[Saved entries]
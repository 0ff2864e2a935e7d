/// Write cursor over the unwritten tail of a buffer.
///
/// Bytes land in the span immediately but are only committed once the caller
/// advances the buffer by [`SpanWriter::written`], so a failed `put` leaves the
/// buffer's committed region untouched.
pub(crate) struct SpanWriter<'a> {
    dst: &'a mut [u8],
    pos: usize,
}

impl<'a> SpanWriter<'a> {
    #[inline(always)]
    pub(crate) fn new(dst: &'a mut [u8]) -> Self {
        Self { dst, pos: 0 }
    }

    #[inline(always)]
    pub(crate) fn written(&self) -> usize {
        self.pos
    }

    #[inline(always)]
    pub(crate) fn remaining(&self) -> usize {
        self.dst.len() - self.pos
    }

    /// Copies `bytes` in full, or nothing.
    #[inline(always)]
    pub(crate) fn put(&mut self, bytes: &[u8]) -> bool {
        let end = self.pos + bytes.len();
        match self.dst.get_mut(self.pos..end) {
            Some(slot) => {
                slot.copy_from_slice(bytes);
                self.pos = end;
                true
            }
            None => false,
        }
    }

    #[inline(always)]
    pub(crate) fn put_int<I: itoa::Integer>(&mut self, n: I) -> bool {
        self.put(itoa::Buffer::new().format(n).as_bytes())
    }
}

/// Decimal width of an integer, matching what [`SpanWriter::put_int`] writes.
#[inline(always)]
pub(crate) fn int_len<I: itoa::Integer>(n: I) -> usize {
    itoa::Buffer::new().format(n).len()
}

Task brief: Check all the records above and select each line where the string "crate" is found.

Response area:
pub(crate) struct SpanWriter<'a> {
    pub(crate) fn new(dst: &'a mut [u8]) -> Self {
    pub(crate) fn written(&self) -> usize {
    pub(crate) fn remaining(&self) -> usize {
    pub(crate) fn put(&mut self, bytes: &[u8]) -> bool {
    pub(crate) fn put_int<I: itoa::Integer>(&mut self, n: I) -> bool {
pub(crate) fn int_len<I: itoa::Integer>(n: I) -> usize {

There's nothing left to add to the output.